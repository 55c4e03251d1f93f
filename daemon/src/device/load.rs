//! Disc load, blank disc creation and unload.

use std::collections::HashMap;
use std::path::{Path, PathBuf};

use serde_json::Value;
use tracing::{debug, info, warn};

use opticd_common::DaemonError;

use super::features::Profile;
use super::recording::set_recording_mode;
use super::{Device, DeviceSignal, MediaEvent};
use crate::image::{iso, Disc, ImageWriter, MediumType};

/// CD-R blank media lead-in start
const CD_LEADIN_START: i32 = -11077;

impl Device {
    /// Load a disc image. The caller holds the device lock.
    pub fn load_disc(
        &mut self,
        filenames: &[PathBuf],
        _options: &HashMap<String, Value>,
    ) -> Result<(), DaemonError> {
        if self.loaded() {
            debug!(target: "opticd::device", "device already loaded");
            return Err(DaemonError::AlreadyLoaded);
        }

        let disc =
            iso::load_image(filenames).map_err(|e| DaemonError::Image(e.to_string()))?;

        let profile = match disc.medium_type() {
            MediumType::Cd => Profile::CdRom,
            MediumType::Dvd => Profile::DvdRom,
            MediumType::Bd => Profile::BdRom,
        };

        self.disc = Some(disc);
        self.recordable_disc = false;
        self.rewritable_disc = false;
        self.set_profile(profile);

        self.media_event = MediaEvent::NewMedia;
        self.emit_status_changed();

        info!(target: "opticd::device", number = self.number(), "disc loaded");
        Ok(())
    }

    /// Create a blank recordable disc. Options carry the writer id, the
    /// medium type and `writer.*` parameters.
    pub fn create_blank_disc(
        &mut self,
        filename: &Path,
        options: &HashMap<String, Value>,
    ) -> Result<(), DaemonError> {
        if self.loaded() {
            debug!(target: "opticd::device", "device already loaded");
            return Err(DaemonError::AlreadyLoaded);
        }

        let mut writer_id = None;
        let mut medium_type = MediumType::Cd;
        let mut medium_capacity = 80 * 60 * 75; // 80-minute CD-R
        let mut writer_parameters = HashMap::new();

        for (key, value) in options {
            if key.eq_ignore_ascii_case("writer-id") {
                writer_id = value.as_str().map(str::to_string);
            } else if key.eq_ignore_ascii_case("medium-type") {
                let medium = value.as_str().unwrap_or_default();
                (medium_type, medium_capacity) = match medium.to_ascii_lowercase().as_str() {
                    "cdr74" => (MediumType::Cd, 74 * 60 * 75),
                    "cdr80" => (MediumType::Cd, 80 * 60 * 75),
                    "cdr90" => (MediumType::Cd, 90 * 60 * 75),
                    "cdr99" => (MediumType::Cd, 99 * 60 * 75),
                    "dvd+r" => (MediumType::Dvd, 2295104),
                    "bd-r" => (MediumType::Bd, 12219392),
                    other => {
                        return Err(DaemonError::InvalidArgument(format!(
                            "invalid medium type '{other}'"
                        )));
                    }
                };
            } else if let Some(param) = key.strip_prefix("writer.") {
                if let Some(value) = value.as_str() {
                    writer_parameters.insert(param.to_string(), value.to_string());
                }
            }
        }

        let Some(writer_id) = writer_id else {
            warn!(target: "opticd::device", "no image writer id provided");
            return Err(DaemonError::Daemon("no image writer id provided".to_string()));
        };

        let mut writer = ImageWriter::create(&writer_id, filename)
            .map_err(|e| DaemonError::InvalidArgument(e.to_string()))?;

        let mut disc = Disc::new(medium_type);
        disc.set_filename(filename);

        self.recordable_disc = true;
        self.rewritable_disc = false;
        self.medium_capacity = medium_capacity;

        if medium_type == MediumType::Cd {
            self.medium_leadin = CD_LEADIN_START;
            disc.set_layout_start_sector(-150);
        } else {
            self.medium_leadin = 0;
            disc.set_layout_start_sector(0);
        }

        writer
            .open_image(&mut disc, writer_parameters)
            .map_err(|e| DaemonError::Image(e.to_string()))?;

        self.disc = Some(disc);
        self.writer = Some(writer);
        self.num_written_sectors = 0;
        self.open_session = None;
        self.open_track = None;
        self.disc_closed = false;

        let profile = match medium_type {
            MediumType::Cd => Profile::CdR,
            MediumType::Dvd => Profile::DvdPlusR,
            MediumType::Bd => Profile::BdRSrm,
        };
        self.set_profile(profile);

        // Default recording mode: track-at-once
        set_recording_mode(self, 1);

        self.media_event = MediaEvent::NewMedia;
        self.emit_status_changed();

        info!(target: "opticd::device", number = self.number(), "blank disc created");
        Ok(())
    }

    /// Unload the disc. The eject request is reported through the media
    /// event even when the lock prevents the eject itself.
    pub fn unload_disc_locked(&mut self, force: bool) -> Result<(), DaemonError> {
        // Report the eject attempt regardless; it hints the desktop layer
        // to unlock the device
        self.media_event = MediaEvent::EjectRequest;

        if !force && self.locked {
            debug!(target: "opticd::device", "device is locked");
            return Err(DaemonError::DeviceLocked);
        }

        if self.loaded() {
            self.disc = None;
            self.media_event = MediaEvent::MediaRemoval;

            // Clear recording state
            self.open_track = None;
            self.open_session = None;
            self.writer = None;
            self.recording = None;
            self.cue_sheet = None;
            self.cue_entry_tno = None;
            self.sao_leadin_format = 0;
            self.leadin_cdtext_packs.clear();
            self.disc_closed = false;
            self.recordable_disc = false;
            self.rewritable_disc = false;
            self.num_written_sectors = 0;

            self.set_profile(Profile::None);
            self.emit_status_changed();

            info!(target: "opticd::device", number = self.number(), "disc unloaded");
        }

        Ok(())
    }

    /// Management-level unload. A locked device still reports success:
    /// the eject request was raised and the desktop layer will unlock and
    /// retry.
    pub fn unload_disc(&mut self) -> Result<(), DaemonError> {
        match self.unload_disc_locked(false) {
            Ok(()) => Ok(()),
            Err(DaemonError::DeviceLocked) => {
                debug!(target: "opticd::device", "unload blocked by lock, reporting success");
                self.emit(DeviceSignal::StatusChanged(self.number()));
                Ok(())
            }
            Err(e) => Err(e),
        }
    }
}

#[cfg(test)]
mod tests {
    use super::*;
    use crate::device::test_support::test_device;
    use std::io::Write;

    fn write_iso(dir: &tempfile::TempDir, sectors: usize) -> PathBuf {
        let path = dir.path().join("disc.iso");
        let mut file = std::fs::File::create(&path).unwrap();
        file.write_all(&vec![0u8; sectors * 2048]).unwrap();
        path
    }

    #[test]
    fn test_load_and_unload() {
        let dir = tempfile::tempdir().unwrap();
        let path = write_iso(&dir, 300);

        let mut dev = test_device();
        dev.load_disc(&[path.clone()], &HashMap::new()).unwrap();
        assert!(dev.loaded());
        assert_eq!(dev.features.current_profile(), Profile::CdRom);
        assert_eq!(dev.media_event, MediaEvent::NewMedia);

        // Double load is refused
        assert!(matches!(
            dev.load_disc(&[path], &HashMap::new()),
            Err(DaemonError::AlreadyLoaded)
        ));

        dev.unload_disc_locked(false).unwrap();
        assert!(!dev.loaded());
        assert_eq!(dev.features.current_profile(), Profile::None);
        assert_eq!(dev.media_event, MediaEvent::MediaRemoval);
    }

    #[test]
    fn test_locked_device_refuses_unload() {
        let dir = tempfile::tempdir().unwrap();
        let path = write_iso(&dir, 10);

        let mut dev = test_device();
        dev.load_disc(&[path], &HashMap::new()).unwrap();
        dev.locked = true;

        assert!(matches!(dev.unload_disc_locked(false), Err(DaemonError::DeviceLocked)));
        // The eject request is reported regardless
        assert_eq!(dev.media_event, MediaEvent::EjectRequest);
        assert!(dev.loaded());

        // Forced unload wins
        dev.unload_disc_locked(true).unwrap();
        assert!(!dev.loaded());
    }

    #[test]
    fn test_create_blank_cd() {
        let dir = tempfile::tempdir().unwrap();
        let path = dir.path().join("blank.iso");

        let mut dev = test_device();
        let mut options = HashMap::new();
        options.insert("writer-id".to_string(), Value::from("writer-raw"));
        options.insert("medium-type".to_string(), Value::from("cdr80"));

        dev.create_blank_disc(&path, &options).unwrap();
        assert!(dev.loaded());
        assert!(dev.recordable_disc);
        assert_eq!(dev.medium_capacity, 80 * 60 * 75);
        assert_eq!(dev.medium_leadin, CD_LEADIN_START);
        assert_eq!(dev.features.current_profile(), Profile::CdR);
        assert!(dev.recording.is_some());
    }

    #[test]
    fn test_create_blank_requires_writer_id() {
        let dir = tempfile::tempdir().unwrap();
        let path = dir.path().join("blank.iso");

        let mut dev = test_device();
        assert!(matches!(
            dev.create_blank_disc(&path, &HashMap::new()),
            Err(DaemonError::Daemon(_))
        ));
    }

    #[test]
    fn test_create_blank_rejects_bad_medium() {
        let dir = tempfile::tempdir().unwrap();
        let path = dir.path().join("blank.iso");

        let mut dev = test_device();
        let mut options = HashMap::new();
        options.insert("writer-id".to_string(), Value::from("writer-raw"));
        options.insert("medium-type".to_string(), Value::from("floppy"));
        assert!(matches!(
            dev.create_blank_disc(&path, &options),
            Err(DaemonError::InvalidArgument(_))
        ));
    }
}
•••
What you need to do:
Copy whichever lines above contain the string "InvalidArgument".

Response to the exercise:
                        return Err(DaemonError::InvalidArgument(format!(
            .map_err(|e| DaemonError::InvalidArgument(e.to_string()))?;
            Err(DaemonError::InvalidArgument(_))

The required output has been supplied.